Miguel Chalub – Se for um médico com boa formação em psiquiatria, mesmo
que não seja psiquiatra, ele saberá rejeitar isso, mas outros não
conseguem. Eles se baseiam nos folhetos do laboratório. Não é por
má-fé. Os laboratórios proporcionam muitas coisas. Pagam passagens,
almoços, dão brindes. O médico, sem perceber, começa a fazer o jogo.
Porque me pagaram uma passagem aérea ou me deram um laptop, acabo
receitando o que eles estão querendo.

ISTOÉ – O que causa a depressão?
Miguel Chalub – Esse é um dos grandes mistérios da medicina. A gente
não sabe por que as pessoas ficam deprimidas. O mecanismo é conhecido,
está ligado a uma substância chamada serotonina, mas o que o
desencadeia, não sabemos. Há teorias, ligadas à infância, a perdas
muito precoces, verdadeiras ou até imaginárias – como a criança que
fica aterrorizada achando que vai perder os pais. As raízes da
depressão estão na infância. Os acontecimentos atuais não levam à
depressão verdadeira, só muito raramente. Justamente o contrário do que
se imagina. Mas mexer na infância é muito doloroso. Não tem remédio
para isso. Precisa de terapia, de análise, mas as pessoas não querem
fazer, não querem mexer nas feridas. Então é melhor colocar um
esparadrapo, para não ficar doendo, e pronto.
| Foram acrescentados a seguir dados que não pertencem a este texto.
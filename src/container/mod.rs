//! Container - the local mirror of one resource's collection.
//!
//! A [`Container`] is a reducer: it folds [`Outcome`]s into `items`,
//! `results`, `selected`, `last_error` and a request status. It is the only place those
//! fields change, and it never performs I/O.
//!
//! ## Merge rules
//!
//! | outcome              | effect                                                |
//! |----------------------|-------------------------------------------------------|
//! | `Requested(*)`       | status → pending; `list` also clears `last_error`     |
//! | `Succeeded(list)`    | replace `items` wholesale                             |
//! | `Succeeded(search)`  | replace `results` wholesale; `items` untouched        |
//! | `Succeeded(fetch)`   | set `selected`                                        |
//! | `Succeeded(create)`  | append                                                |
//! | `Succeeded(update)`  | replace by key in place (no insert on miss), and `selected` |
//! | `Succeeded(delete)`  | remove by key from `items` and `results`              |
//! | `Failed(*)`          | status → failed; set `last_error`; data untouched     |

use std::collections::{BTreeMap, HashMap, HashSet};

use serde::{Deserialize, Serialize};
use tracing::warn;

use crate::operation::{Completion, OperationId, OperationKind, Outcome};
use crate::resource::Resource;

/// How concurrent operations on one container are reconciled.
#[derive(Debug, Clone, Copy, PartialEq, Eq, Default, Serialize, Deserialize)]
#[serde(rename_all = "snake_case")]
pub enum Consistency {
    /// One status flag overwritten by every transition; every completion is
    /// applied in arrival order. Reproduces the deployed client's behavior,
    /// including its lost-update race.
    Legacy,
    /// Status is pending while any operation is outstanding; superseded read
    /// and same-key update completions are discarded.
    #[default]
    Tracked,
}

#[derive(Debug, Clone, Copy, PartialEq, Eq, Default)]
pub enum Status {
    #[default]
    Idle,
    Pending,
    Failed,
}

/// Completions that supersede one another. Lists are keyed by their query.
#[derive(Debug, Clone, PartialEq, Eq, Hash)]
enum Watermark {
    List(Option<String>),
    Search,
    Fetch,
    Item(String),
}

impl Watermark {
    fn of(op: &OperationId) -> Option<Self> {
        match op.kind {
            OperationKind::List => Some(Watermark::List(op.target.clone())),
            OperationKind::Search => Some(Watermark::Search),
            OperationKind::FetchOne => Some(Watermark::Fetch),
            OperationKind::Update => op.target.clone().map(Watermark::Item),
            OperationKind::Create | OperationKind::Delete => None,
        }
    }
}

#[derive(Debug, Clone)]
pub struct Container<R: Resource> {
    items: Vec<R>,
    results: Vec<R>,
    selected: Option<R>,
    last_error: Option<String>,
    consistency: Consistency,
    /// Legacy: the current status. Tracked: the last settled status.
    flag: Status,
    in_flight: BTreeMap<u64, OperationKind>,
    watermarks: HashMap<Watermark, u64>,
}

impl<R: Resource> Default for Container<R> {
    fn default() -> Self {
        Self::new()
    }
}

impl<R: Resource> Container<R> {
    pub fn new() -> Self {
        Self::with_consistency(Consistency::default())
    }

    pub fn with_consistency(consistency: Consistency) -> Self {
        Self {
            items: Vec::new(),
            results: Vec::new(),
            selected: None,
            last_error: None,
            consistency,
            flag: Status::Idle,
            in_flight: BTreeMap::new(),
            watermarks: HashMap::new(),
        }
    }

    pub fn items(&self) -> &[R] {
        &self.items
    }

    /// Latest search results, separate from the full `items` mirror.
    pub fn results(&self) -> &[R] {
        &self.results
    }

    pub fn selected(&self) -> Option<&R> {
        self.selected.as_ref()
    }

    pub fn last_error(&self) -> Option<&str> {
        self.last_error.as_deref()
    }

    pub fn consistency(&self) -> Consistency {
        self.consistency
    }

    pub fn status(&self) -> Status {
        match self.consistency {
            Consistency::Legacy => self.flag,
            Consistency::Tracked if !self.in_flight.is_empty() => Status::Pending,
            Consistency::Tracked => self.flag,
        }
    }

    pub fn is_pending(&self) -> bool {
        self.status() == Status::Pending
    }

    /// Number of operations issued but not yet resolved.
    pub fn in_flight(&self) -> usize {
        self.in_flight.len()
    }

    pub fn get(&self, key: &R::Key) -> Option<&R> {
        self.items.iter().find(|item| &item.key() == key)
    }

    pub fn len(&self) -> usize {
        self.items.len()
    }

    pub fn is_empty(&self) -> bool {
        self.items.is_empty()
    }

    /// Pure form of [`apply`](Self::apply).
    pub fn reduce(mut self, outcome: &Outcome<R>) -> Self {
        self.apply(outcome);
        self
    }

    /// Fold one outcome into the container. Returns `false` when a completion
    /// was discarded as superseded.
    pub fn apply(&mut self, outcome: &Outcome<R>) -> bool {
        match outcome {
            Outcome::Requested { op } => {
                self.in_flight.insert(op.seq, op.kind);
                if self.consistency == Consistency::Legacy {
                    self.flag = Status::Pending;
                }
                if op.kind == OperationKind::List {
                    self.last_error = None;
                }
                true
            }
            Outcome::Succeeded { op, completion, .. } => {
                if !self.settle(op) {
                    return false;
                }
                self.flag = Status::Idle;
                self.merge(completion);
                true
            }
            Outcome::Failed { op, message } => {
                if !self.settle(op) {
                    return false;
                }
                self.flag = Status::Failed;
                self.last_error = Some(message.clone());
                true
            }
        }
    }

    /// Retire `op` from the in-flight set and decide whether its completion
    /// still applies.
    fn settle(&mut self, op: &OperationId) -> bool {
        self.in_flight.remove(&op.seq);
        let Some(mark) = Watermark::of(op) else {
            return true;
        };
        let seen = self.watermarks.get(&mark).copied().unwrap_or(0);
        if self.consistency == Consistency::Tracked && seen > op.seq {
            warn!(op = %op, superseded_by = seen, "discarding stale completion");
            return false;
        }
        self.watermarks.insert(mark, seen.max(op.seq));
        true
    }

    fn merge(&mut self, completion: &Completion<R>) {
        match completion {
            Completion::Listed(items) => self.items = dedup(items),
            Completion::Searched(items) => self.results = dedup(items),
            Completion::Fetched(item) => {
                self.selected = Some(item.clone());
            }
            Completion::Created(item) => {
                let key = item.key();
                self.items.retain(|existing| existing.key() != key);
                self.items.push(item.clone());
            }
            Completion::Updated(item) => {
                let key = item.key();
                if let Some(slot) = self.items.iter_mut().find(|existing| existing.key() == key) {
                    *slot = item.clone();
                }
                if let Some(selected) = self.selected.as_mut() {
                    if selected.key() == key {
                        *selected = item.clone();
                    }
                }
            }
            Completion::Deleted(key) => {
                self.items.retain(|existing| &existing.key() != key);
                self.results.retain(|existing| &existing.key() != key);
                self.watermarks.remove(&Watermark::Item(key.to_string()));
            }
        }
    }
}

/// First occurrence wins for repeated keys.
fn dedup<R: Resource>(items: &[R]) -> Vec<R> {
    let mut seen = HashSet::with_capacity(items.len());
    items
        .iter()
        .filter(|item| seen.insert(item.key()))
        .cloned()
        .collect()
}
É a solução mais fácil.

ISTOÉ – O que é felicidade para o sr.?
Miguel Chalub – A OMS tem uma definição de saúde muito curiosa: a saúde
é um completo estado de bem-estar físico, mental e social. Essa é a
definição de felicidade, não de saúde. Felicidade, para mim, é estar
bem consigo mesmo e com o outro. Estar bem consigo mesmo é também
aceitar limitações, sofrimento, incompetências, fracassos. Ou seja,
felicidade também é ficar triste de vez em quando."